What you need to do: Please set down exactly the lines of the listing below from the line containing "pub fn is_upstream(&self)" through the line containing "pub fn upstream_unavailable<T: Into<String>>(msg: T)", both lines included, leaving out all other lines.

▽

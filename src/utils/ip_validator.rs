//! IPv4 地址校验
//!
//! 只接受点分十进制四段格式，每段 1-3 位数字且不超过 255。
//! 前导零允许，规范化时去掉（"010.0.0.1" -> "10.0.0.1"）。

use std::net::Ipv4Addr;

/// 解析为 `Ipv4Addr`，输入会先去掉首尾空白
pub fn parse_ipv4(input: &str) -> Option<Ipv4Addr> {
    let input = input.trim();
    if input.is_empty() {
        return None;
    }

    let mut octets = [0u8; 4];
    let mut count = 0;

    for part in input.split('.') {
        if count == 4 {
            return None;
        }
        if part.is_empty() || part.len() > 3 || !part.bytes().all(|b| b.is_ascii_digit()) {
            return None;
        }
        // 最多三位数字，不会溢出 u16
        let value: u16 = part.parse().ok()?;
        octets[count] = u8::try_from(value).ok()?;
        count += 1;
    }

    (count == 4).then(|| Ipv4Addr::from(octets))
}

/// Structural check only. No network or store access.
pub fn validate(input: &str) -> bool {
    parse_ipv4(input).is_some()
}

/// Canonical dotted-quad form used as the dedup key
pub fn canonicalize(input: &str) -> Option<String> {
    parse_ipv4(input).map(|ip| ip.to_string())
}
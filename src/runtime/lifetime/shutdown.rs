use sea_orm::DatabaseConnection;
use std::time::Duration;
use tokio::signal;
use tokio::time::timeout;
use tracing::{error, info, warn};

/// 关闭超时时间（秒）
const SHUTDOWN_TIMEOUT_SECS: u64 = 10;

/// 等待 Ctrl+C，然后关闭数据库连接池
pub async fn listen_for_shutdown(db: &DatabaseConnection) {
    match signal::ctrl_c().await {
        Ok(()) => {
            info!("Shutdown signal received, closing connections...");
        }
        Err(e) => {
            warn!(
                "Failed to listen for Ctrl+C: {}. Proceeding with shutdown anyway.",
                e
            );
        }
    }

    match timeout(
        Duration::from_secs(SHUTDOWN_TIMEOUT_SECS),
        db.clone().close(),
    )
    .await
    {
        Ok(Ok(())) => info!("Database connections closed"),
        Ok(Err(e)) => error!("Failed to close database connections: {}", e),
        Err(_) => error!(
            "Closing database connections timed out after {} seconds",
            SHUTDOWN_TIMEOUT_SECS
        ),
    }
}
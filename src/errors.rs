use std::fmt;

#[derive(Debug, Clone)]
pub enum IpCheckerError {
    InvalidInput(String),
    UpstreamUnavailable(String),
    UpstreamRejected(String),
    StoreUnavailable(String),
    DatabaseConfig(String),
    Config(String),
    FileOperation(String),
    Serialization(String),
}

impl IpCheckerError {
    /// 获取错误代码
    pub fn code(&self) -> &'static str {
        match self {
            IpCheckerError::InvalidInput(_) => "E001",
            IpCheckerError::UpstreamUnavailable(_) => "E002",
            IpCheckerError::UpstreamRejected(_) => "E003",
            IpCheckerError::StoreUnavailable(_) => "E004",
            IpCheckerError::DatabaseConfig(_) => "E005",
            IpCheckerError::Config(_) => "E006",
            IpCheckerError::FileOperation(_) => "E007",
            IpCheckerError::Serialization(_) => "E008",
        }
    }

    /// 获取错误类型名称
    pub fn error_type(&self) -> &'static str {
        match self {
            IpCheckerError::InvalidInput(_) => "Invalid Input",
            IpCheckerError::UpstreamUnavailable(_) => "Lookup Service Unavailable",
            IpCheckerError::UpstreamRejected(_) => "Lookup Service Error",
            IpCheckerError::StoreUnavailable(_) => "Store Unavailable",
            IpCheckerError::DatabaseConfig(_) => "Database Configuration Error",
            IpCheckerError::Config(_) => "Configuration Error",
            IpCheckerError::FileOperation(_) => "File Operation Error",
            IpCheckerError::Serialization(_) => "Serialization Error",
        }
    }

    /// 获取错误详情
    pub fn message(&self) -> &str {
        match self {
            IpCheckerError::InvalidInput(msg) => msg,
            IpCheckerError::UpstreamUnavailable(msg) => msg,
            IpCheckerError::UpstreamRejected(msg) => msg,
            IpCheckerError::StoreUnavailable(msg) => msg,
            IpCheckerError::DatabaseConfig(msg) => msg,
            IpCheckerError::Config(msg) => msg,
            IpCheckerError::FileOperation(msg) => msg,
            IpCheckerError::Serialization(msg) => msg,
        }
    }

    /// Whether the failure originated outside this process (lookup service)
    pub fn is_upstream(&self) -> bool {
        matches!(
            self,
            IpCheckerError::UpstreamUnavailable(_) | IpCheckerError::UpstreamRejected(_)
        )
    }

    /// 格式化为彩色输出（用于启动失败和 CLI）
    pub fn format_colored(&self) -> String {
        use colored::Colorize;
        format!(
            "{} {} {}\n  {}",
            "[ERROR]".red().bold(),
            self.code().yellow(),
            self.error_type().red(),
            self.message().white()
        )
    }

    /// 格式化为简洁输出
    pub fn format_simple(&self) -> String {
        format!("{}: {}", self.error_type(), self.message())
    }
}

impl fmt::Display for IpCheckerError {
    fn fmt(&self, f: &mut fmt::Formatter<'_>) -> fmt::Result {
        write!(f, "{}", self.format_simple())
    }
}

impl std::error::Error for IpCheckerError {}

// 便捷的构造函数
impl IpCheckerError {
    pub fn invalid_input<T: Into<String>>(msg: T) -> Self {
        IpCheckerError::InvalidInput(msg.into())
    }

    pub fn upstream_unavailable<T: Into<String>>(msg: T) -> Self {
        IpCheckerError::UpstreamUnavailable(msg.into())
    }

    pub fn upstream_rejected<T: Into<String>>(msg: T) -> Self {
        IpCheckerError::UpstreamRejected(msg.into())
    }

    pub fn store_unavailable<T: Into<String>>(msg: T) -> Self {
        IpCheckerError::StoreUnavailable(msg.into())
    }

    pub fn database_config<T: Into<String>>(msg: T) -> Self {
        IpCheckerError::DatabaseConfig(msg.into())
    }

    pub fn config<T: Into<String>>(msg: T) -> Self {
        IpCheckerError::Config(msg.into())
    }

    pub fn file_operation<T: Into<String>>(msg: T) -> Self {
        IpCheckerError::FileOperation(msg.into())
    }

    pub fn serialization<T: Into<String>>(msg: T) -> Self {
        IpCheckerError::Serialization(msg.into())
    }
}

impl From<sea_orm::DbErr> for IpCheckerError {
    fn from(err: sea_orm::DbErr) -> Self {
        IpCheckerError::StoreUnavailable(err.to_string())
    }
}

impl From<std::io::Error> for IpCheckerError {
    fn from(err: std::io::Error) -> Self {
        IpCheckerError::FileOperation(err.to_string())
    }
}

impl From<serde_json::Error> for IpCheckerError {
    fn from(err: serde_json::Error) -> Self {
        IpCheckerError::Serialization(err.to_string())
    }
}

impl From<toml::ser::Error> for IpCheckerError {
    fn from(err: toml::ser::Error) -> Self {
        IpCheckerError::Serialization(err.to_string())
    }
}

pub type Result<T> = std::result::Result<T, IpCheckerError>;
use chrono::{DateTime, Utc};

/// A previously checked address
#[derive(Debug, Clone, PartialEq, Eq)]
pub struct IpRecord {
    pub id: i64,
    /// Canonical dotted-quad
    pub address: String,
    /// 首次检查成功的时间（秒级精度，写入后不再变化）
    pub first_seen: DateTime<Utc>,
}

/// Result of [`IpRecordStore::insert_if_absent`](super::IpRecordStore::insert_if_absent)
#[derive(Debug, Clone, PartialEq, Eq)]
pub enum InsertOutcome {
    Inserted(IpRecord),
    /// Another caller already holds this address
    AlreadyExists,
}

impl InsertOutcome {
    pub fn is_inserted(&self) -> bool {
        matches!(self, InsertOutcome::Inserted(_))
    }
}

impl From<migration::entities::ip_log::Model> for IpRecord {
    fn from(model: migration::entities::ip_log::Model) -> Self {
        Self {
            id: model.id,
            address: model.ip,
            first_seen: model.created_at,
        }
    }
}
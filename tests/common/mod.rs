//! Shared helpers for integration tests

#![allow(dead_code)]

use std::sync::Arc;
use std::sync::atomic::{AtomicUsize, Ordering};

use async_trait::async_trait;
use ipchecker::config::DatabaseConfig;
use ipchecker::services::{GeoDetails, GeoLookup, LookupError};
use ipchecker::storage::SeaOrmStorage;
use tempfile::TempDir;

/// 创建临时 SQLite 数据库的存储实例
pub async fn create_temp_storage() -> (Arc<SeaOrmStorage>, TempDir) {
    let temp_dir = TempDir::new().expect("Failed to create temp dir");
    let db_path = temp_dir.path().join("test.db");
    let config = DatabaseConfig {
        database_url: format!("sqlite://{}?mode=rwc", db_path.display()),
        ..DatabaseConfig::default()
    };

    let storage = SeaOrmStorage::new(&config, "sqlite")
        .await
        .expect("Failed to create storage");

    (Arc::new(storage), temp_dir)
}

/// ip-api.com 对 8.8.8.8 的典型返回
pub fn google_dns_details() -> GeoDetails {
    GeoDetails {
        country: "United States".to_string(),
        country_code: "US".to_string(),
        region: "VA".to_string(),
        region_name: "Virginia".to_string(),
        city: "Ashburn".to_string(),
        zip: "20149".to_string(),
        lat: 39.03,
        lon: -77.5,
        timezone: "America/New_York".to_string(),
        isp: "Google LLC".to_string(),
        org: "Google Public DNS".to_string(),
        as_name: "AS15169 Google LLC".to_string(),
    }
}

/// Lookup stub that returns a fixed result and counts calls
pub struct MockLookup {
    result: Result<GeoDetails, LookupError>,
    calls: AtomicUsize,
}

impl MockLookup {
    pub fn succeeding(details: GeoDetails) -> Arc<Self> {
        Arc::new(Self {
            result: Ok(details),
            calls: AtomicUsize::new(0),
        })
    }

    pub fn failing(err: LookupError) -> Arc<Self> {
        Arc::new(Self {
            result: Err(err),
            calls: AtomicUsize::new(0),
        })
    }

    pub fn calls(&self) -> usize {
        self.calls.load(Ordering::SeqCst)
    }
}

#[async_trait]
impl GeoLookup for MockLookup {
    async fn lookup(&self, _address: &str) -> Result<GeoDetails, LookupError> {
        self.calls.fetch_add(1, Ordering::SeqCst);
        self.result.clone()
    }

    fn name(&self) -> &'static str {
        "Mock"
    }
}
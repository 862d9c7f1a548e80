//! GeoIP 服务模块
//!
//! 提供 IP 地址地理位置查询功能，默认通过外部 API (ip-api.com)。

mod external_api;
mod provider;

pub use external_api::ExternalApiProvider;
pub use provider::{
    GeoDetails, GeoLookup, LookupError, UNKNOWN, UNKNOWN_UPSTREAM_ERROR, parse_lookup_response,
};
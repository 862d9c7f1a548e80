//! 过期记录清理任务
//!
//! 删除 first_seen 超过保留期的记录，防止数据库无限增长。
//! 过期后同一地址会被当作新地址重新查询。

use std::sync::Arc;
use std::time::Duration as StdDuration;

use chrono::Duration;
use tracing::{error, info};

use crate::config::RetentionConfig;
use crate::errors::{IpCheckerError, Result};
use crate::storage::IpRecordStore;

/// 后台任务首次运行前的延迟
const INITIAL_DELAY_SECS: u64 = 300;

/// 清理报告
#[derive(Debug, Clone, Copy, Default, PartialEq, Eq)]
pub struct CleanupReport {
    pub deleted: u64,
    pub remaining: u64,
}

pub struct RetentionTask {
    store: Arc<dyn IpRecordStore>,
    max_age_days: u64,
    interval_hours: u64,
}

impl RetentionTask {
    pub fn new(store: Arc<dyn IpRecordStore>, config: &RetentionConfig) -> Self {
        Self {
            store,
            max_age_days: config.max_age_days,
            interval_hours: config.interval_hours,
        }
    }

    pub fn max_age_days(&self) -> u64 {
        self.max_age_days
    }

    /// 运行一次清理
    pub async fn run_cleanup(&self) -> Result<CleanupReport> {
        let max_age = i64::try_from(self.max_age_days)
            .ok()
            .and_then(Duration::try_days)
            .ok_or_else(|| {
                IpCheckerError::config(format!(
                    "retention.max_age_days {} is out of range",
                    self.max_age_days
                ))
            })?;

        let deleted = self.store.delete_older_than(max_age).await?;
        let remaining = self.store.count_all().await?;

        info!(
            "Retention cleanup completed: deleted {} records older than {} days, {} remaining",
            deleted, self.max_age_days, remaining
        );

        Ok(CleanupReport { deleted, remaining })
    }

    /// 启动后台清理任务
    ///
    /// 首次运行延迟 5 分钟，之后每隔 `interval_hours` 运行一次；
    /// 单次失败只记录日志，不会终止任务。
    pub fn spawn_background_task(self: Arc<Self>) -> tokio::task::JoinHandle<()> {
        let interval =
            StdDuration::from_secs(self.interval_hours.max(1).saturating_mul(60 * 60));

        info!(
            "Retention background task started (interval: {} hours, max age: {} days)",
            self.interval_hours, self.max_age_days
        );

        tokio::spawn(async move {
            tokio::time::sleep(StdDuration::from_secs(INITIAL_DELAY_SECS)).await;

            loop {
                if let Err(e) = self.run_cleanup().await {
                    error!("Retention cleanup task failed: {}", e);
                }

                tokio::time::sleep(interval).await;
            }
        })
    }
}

△

Reply:
    pub fn is_upstream(&self) -> bool {
        matches!(
            self,
            IpCheckerError::UpstreamUnavailable(_) | IpCheckerError::UpstreamRejected(_)
        )
    }

    /// 格式化为彩色输出（用于启动失败和 CLI）
    pub fn format_colored(&self) -> String {
        use colored::Colorize;
        format!(
            "{} {} {}\n  {}",
            "[ERROR]".red().bold(),
            self.code().yellow(),
            self.error_type().red(),
            self.message().white()
        )
    }

    /// 格式化为简洁输出
    pub fn format_simple(&self) -> String {
        format!("{}: {}", self.error_type(), self.message())
    }
}

impl fmt::Display for IpCheckerError {
    fn fmt(&self, f: &mut fmt::Formatter<'_>) -> fmt::Result {
        write!(f, "{}", self.format_simple())
    }
}

impl std::error::Error for IpCheckerError {}

// 便捷的构造函数
impl IpCheckerError {
    pub fn invalid_input<T: Into<String>>(msg: T) -> Self {
        IpCheckerError::InvalidInput(msg.into())
    }

    pub fn upstream_unavailable<T: Into<String>>(msg: T) -> Self {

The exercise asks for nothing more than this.